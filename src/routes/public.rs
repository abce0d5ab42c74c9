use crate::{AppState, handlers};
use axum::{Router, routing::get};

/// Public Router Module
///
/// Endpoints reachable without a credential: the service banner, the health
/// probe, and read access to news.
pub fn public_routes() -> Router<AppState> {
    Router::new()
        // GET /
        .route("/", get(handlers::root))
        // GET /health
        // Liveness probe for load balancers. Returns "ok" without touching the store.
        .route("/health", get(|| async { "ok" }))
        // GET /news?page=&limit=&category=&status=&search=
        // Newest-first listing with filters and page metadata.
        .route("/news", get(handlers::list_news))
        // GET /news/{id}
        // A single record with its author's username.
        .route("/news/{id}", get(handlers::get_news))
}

==

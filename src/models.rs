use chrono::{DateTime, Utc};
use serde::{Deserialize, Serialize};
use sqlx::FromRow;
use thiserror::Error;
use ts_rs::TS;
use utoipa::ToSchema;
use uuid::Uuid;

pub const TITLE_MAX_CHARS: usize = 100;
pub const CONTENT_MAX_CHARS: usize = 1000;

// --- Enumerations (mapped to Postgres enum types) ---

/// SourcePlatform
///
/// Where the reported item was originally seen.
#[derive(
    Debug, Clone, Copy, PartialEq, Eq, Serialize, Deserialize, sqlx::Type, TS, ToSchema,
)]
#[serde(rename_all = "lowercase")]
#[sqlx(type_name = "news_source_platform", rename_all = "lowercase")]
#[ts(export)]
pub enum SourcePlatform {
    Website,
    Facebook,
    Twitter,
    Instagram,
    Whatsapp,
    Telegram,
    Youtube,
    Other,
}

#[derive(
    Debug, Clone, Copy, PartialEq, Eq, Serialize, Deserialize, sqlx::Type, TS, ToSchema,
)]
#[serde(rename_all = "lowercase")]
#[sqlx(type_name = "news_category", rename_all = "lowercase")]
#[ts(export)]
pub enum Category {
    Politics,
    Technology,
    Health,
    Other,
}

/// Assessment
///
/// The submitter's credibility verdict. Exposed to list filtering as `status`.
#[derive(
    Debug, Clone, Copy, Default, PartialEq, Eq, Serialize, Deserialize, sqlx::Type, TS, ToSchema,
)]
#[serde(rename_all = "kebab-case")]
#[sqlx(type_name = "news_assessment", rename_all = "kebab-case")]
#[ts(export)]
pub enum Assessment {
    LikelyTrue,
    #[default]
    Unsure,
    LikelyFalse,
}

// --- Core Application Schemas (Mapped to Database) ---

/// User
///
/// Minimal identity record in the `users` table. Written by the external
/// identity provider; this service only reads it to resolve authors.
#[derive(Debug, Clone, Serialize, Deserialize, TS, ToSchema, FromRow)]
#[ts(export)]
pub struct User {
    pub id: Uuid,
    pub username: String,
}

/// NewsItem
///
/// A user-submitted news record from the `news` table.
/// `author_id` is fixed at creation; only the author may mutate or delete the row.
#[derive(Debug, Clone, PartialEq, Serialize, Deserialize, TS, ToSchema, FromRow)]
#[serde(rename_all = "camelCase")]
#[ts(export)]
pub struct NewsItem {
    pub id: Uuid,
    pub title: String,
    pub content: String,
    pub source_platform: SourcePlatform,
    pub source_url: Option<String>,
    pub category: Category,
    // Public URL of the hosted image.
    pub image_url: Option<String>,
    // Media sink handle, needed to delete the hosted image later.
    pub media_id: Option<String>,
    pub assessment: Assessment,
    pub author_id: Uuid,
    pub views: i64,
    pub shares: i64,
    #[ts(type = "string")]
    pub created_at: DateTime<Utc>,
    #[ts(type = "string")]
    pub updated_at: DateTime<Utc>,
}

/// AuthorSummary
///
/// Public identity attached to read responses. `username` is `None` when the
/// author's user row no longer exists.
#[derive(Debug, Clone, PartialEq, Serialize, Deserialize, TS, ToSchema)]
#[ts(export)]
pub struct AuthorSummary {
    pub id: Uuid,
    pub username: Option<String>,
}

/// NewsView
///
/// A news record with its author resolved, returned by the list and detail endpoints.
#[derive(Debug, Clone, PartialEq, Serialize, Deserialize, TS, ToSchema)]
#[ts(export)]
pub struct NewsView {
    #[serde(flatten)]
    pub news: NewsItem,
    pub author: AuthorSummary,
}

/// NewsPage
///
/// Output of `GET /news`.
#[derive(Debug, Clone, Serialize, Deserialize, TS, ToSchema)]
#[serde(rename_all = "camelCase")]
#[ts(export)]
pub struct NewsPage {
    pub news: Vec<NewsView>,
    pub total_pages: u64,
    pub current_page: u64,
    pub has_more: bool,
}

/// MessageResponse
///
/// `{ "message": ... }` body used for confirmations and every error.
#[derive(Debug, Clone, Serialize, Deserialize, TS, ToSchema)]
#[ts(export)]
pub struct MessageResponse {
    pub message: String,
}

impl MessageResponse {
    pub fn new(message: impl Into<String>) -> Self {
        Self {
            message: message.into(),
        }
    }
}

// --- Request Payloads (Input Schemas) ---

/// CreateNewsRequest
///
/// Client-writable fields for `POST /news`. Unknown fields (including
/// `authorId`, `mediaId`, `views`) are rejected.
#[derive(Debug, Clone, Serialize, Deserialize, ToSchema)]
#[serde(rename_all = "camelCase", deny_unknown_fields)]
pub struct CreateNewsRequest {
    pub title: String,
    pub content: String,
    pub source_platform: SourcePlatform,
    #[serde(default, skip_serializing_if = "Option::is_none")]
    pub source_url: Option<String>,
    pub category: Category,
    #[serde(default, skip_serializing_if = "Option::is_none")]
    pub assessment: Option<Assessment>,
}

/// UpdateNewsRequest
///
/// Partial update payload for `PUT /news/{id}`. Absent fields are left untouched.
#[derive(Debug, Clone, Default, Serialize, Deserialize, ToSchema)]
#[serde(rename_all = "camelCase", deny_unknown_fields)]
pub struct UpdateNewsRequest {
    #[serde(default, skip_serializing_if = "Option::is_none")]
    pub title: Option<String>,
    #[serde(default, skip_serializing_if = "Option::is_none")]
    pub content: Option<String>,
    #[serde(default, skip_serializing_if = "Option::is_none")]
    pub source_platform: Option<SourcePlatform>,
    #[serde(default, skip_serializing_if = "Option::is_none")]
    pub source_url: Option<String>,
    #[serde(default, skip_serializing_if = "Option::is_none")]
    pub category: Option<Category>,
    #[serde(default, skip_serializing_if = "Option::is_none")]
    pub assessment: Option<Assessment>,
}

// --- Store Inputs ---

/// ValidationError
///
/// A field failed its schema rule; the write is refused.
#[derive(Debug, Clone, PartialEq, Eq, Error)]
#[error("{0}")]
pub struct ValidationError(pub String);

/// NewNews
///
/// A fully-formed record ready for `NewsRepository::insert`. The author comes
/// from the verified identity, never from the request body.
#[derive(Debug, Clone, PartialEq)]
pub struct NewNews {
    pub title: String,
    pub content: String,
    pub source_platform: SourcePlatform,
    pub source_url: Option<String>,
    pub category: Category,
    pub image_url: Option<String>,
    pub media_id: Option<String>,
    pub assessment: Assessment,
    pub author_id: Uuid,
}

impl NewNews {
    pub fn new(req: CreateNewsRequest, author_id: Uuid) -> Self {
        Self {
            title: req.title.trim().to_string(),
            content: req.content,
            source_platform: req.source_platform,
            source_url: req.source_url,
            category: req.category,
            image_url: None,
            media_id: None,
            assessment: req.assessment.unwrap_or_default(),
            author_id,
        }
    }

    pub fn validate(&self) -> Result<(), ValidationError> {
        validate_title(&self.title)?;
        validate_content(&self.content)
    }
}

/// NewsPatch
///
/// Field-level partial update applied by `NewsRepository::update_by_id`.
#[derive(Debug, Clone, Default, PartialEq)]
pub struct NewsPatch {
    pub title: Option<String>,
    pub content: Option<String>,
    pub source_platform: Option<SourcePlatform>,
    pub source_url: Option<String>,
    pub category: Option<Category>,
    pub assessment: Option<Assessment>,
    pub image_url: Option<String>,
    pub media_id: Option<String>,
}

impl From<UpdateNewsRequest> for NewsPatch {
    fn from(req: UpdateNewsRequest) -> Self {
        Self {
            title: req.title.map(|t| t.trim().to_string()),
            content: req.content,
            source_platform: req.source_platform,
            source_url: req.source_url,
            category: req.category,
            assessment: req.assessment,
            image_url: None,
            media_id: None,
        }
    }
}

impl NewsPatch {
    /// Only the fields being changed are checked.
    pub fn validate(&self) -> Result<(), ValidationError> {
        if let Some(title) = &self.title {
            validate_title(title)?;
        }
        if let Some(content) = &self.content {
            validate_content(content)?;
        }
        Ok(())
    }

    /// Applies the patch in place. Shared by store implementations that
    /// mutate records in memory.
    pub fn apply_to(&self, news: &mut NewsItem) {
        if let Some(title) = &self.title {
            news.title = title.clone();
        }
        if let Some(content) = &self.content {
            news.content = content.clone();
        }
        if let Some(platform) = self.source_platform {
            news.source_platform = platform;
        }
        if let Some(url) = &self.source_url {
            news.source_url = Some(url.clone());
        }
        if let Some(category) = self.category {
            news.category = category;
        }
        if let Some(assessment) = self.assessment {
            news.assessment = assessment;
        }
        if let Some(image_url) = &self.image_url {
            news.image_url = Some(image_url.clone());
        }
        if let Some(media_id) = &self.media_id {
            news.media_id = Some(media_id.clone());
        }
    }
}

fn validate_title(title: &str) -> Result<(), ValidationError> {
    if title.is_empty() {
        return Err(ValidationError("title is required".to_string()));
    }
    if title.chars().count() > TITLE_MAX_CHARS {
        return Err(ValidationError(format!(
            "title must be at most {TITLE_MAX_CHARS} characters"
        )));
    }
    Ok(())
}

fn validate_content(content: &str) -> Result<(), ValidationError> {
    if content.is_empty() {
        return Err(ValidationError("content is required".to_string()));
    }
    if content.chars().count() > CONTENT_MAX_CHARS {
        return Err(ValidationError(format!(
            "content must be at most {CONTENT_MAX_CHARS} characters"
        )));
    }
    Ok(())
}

- **Work to be completed**:
Give the count of lines in the listing that hold "hosted", and write nothing beyond it.

- **Your solution**:
2